Una de las mayores tonterías que hemos tenido que soportar durante los pasados Mundiales, es que se haya intentado sustituir el nombre de un equipo formado por los mejores jugadores españoles, Selección Nacional de Fútbol, por un apelativo tan ridículo como inexacto: la Roja. Sería curioso rastrear el origen de la ocurrencia, coreada por todos los medios de comunicación, y su verdadero por qué. Aunque esto último quizá no resulte tan difícil de adivinar: ¿Recuerdan ustedes, hace años, cuando era imposible escuchar a ningún líder político de izquierdas pronunciar la palabra “España”, que era invariablemente sustituida por la fórmula políticamente correcta de “Estado español”? Personalmente creo que ahí se halla el verdadero quid de la cuestión: no hay que enfadar a los nacionalistas catalanes, sobre todo después de su relativo descalabro con el asunto de Estatuto, y hay que tener contentos a los vascos, especialmente ahora que la fórmula socialista con ayuda del PP parece haber funcionado. Nada de “Selección Nacional”, sino “la Roja, que además suena a algo contestatario y revolucionario.

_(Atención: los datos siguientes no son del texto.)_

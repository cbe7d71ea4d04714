use chrono::{DateTime, Utc};
use sea_orm::entity::prelude::*;
use sea_orm::{DeriveActiveEnum, EnumIter};
use serde::{Deserialize, Serialize};
use utoipa::ToSchema;

#[derive(
    Debug, Clone, Copy, Serialize, Deserialize, PartialEq, Eq, ToSchema, DeriveActiveEnum, EnumIter,
)]
#[sea_orm(rs_type = "String", db_type = "String(None)")]
#[serde(rename_all = "lowercase")]
pub enum Role {
    #[sea_orm(string_value = "student")]
    Student,
    #[sea_orm(string_value = "instructor")]
    Instructor,
}

impl std::fmt::Display for Role {
    fn fmt(&self, f: &mut std::fmt::Formatter<'_>) -> std::fmt::Result {
        match self {
            Role::Student => write!(f, "student"),
            Role::Instructor => write!(f, "instructor"),
        }
    }
}

#[derive(Clone, Debug, PartialEq, Eq, DeriveEntityModel, Serialize, Deserialize)]
#[sea_orm(table_name = "users")]
pub struct Model {
    #[sea_orm(primary_key)]
    pub id: i64,
    #[sea_orm(unique)]
    pub email: String,
    pub username: String,
    pub full_name: String,
    pub major: Option<String>,
    pub role: Role,
    #[serde(skip_serializing)]
    pub password_hash: String,
    pub created_at: DateTime<Utc>,
}

#[derive(Copy, Clone, Debug, EnumIter, DeriveRelation)]
pub enum Relation {
    #[sea_orm(has_many = "super::orders::Entity")]
    Orders,
    #[sea_orm(has_one = "super::carts::Entity")]
    Cart,
}

impl Related<super::orders::Entity> for Entity {
    fn to() -> RelationDef {
        Relation::Orders.def()
    }
}

impl Related<super::carts::Entity> for Entity {
    fn to() -> RelationDef {
        Relation::Cart.def()
    }
}

impl ActiveModelBehavior for ActiveModel {}
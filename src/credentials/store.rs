//! Certificate Store
//!
//! Read-only lookup of application certificates by thumbprint.

use std::path::{Path, PathBuf};
use std::sync::Mutex;

use crate::credentials::certificate::{normalize_thumbprint, CertificateBundle};
use crate::error::ConfigurationError;

/// Read-only certificate store.
pub trait CertificateStore: Send + Sync {
    /// Find the certificate whose SHA-1 thumbprint matches exactly.
    fn find_by_thumbprint(
        &self,
        thumbprint: &str,
    ) -> Result<Option<CertificateBundle>, ConfigurationError>;
}

/// Personal certificate store for the current user, backed by a directory of
/// PEM bundles.
///
/// The default location is `{config dir}/o365-mail/certs/my`. Files ending in
/// `.pem` or `.crt` are considered; files that do not parse are skipped.
#[derive(Debug, Clone)]
pub struct FileCertificateStore {
    root: PathBuf,
}

impl FileCertificateStore {
    /// Store rooted at `root`.
    pub fn new(root: impl Into<PathBuf>) -> Self {
        Self { root: root.into() }
    }

    /// Current user's personal store.
    pub fn current_user() -> Result<Self, ConfigurationError> {
        let base = dirs::config_dir().ok_or_else(|| ConfigurationError::StoreUnavailable {
            message: "no configuration directory for the current user".to_string(),
        })?;
        Ok(Self::new(base.join("o365-mail").join("certs").join("my")))
    }

    /// Directory the store reads from.
    pub fn root(&self) -> &Path {
        &self.root
    }

    fn is_candidate(path: &Path) -> bool {
        matches!(
            path.extension().and_then(|e| e.to_str()),
            Some("pem") | Some("crt")
        )
    }
}

impl CertificateStore for FileCertificateStore {
    fn find_by_thumbprint(
        &self,
        thumbprint: &str,
    ) -> Result<Option<CertificateBundle>, ConfigurationError> {
        let wanted = normalize_thumbprint(thumbprint);

        let entries = match std::fs::read_dir(&self.root) {
            Ok(entries) => entries,
            Err(e) if e.kind() == std::io::ErrorKind::NotFound => return Ok(None),
            Err(e) => {
                return Err(ConfigurationError::StoreUnavailable {
                    message: format!("{}: {}", self.root.display(), e),
                })
            }
        };

        for entry in entries.flatten() {
            let path = entry.path();
            if !path.is_file() || !Self::is_candidate(&path) {
                continue;
            }

            let Ok(bytes) = std::fs::read(&path) else {
                continue;
            };
            let Ok(bundle) = CertificateBundle::from_pem(&bytes) else {
                tracing::debug!(path = %path.display(), "Skipping unreadable certificate file");
                continue;
            };

            if bundle.thumbprint() == wanted {
                return Ok(Some(bundle));
            }
        }

        Ok(None)
    }
}

/// In-memory certificate store for testing.
#[derive(Default)]
pub struct InMemoryCertificateStore {
    bundles: Mutex<Vec<CertificateBundle>>,
}

impl InMemoryCertificateStore {
    pub fn new() -> Self {
        Self::default()
    }

    /// Add a certificate to the store.
    pub fn add(&self, bundle: CertificateBundle) -> &Self {
        self.bundles.lock().unwrap().push(bundle);
        self
    }
}

impl CertificateStore for InMemoryCertificateStore {
    fn find_by_thumbprint(
        &self,
        thumbprint: &str,
    ) -> Result<Option<CertificateBundle>, ConfigurationError> {
        let wanted = normalize_thumbprint(thumbprint);
        Ok(self
            .bundles
            .lock()
            .unwrap()
            .iter()
            .find(|b| b.thumbprint() == wanted)
            .cloned())
    }
}
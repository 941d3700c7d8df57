//! Options Builder
//!
//! Fluent builder for [`O365AuthenticationOptions`].

use secrecy::SecretString;

use crate::error::ConfigurationError;
use crate::types::O365AuthenticationOptions;

/// Builder for Office 365 authentication options.
#[derive(Default)]
pub struct O365OptionsBuilder {
    client_id: Option<String>,
    client_secret: Option<SecretString>,
    tenant_id: Option<String>,
    tenant_name: Option<String>,
    cert_bytes: Vec<u8>,
    cert_private_key: Option<SecretString>,
    cert_thumbprint: Option<String>,
    from_address: Option<String>,
}

impl O365OptionsBuilder {
    /// Create new builder.
    pub fn new() -> Self {
        Self::default()
    }

    /// Set the application (client) id.
    pub fn client_id(mut self, client_id: impl Into<String>) -> Self {
        self.client_id = Some(client_id.into());
        self
    }

    /// Set the application secret.
    pub fn client_secret(mut self, client_secret: impl Into<String>) -> Self {
        self.client_secret = Some(SecretString::new(client_secret.into()));
        self
    }

    /// Set the tenant id.
    pub fn tenant_id(mut self, tenant_id: impl Into<String>) -> Self {
        self.tenant_id = Some(tenant_id.into());
        self
    }

    /// Set the tenant name used for the authority.
    pub fn tenant_name(mut self, tenant_name: impl Into<String>) -> Self {
        self.tenant_name = Some(tenant_name.into());
        self
    }

    /// Set the PEM certificate bundle.
    pub fn cert_bytes(mut self, cert_bytes: impl Into<Vec<u8>>) -> Self {
        self.cert_bytes = cert_bytes.into();
        self
    }

    /// Set the private key password.
    pub fn cert_private_key(mut self, password: impl Into<String>) -> Self {
        self.cert_private_key = Some(SecretString::new(password.into()));
        self
    }

    /// Set the certificate store thumbprint.
    pub fn cert_thumbprint(mut self, thumbprint: impl Into<String>) -> Self {
        self.cert_thumbprint = Some(thumbprint.into());
        self
    }

    /// Set the sending mailbox.
    pub fn from_address(mut self, from_address: impl Into<String>) -> Self {
        self.from_address = Some(from_address.into());
        self
    }

    /// Build the options.
    pub fn build(self) -> Result<O365AuthenticationOptions, ConfigurationError> {
        let tenant_name = required(self.tenant_name, "tenant_name")?;
        let from_address = required(self.from_address, "from_address")?;

        if !from_address.contains('@') {
            return Err(ConfigurationError::InvalidConfig {
                message: format!("from_address '{}' is not a mailbox address", from_address),
            });
        }

        Ok(O365AuthenticationOptions {
            client_id: self.client_id.unwrap_or_default(),
            client_secret: self.client_secret,
            tenant_id: self.tenant_id.unwrap_or_default(),
            tenant_name,
            cert_bytes: self.cert_bytes,
            cert_private_key: self.cert_private_key,
            cert_thumbprint: self.cert_thumbprint,
            from_address,
        })
    }
}

fn required(value: Option<String>, field: &str) -> Result<String, ConfigurationError> {
    value
        .filter(|v| !v.trim().is_empty())
        .ok_or_else(|| ConfigurationError::MissingField {
            field: field.to_string(),
        })
}

/// Create a new options builder.
pub fn o365_options() -> O365OptionsBuilder {
    O365OptionsBuilder::new()
}
//! Types
//!
//! Configuration, message and result types.

pub mod config;
pub mod message;
pub mod response;

pub use config::*;
pub use message::*;
pub use response::*;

Otros han hablado del “combinado de Del Bosque”, como si fuera un “cubata de ron Montilla” (el más peleón y que produce resaca). Pero todo, hasta la lamentable manifestación en contra de la resolución de Tribunal Constitucional, que tuvo lugar en Barcelona el pasado sábado, ha quedado en nada, barrido por el huracán de la victoria nacional española en el mundial. No es nada nuevo que el fútbol puede sacar lo mejor y lo peor de las personas, y es un hecho que a falta de algo más elevado que nos una, es un balón, un equipo de once hombres y un entrenador quienes todavía nos hacen concebir la ilusión de que aún somos una nación y no un mendicante conjunto de taifas.